El alcalde de Concordia, Gustavo Bordet, detalló que ya son 380 las familias que debieron dejar sus casas y advirtió que el número puede aumentar en las próximas horas dado que siguen las lluvias en la zona.
Buenos Aires, Argentina.- Más de mil personas han tenido que evacuar sus casas en localidades de las provincias argentinas de Entre Ríos y Santa Fe, en el noreste del país, debido a la crecida de los ríos Uruguay y Paraná a causa de fuertes lluvias.

Otras 2.500 personas debieron ser evacuadas en la norteña provincia del Chaco por intensas precipitaciones registradas en la mañana de hoy, informaron fuentes oficiales.

Familias enteras han tenido que abandonar sus hogares y trasladarse a centros para refugiados debido a las intensas lluvias, que han provocado un panorama "desolador" en Entre Ríos, explicó hoy el gobernador provincial, Sergio Urribarri, a radios locales.

La ciudad entrerriana de Concordia, fronteriza con territorio uruguayo, es una de las más afectadas, ya que el caudal del Uruguay aumentó trece metros en las últimas horas y hace temer por un agravamiento de la situación, indicó.

El alcalde de Concordia, Gustavo Bordet, detalló que ya son 380 las familias que debieron dejar sus casas y advirtió que el número puede aumentar en las próximas horas dado que siguen las lluvias en la zona.

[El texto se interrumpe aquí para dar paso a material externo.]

// dartbuild
// Incremental dart2js compilation and Dart test execution driven by external SDK tools

pub mod build_system;
pub mod cli;
pub mod testing;

// Re-export build system types
pub use build_system::{
    AggregateVerdict, BuildConfig, BuildResult, BuildSystemError, CommandTemplate,
    CompilationOrchestrator, CompileSettings, DartSdk, Invocation, LaunchError, PathMapper,
    ProcessOutput, ProcessRunner, RunOutcome, SourceSet, StaleSourceScanner, SuffixMapping,
    SystemProcessRunner,
};

// Re-export testing types
pub use testing::{TestOrchestrator, TestSettings, TestingError};

// Re-export CLI types
pub use cli::{run_build_cli, BuildCli, BuildCommand};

En Santa Fe, capital de la provincia homónima, al oeste de Entre Ríos, el desbordamiento del Paraná ha obligado a evacuar a más de un centenar de pobladores de localidades ribereñas, informaron fuentes de la Defensa Civil.

El alcalde de la capital santafesina, Mario Barletta, apuntó que la ciudad está en riesgo a causa de que su sistema de desagües "es absolutamente inapropiado e ineficaz".

En mayo de 2003, el desbordamiento del Paraná causó una veintena de muertos y unos 100.000 evacuados en Santa Fe, la mayoría pobladores de la capital de la provincia, que sufrió millonarias pérdidas económicas.

En tanto, en la provincia de Chaco algo más de 750 familias debieron ser evacuadas hoy debido a la intensidad de las lluvias, con 130 milímetros de precipitaciones caídas en apenas cuatro horas, lo que anegó varias zonas de la capital provincial.

El gobernador de Chaco, Jorge Capitanich, convocó a la Comisión de Emergencia Hídrica y en ese marco los miembros del gabinete provincial trabajaron con representantes municipales y del Ejército para acordar la asistencia a los afectados por la inundaciones.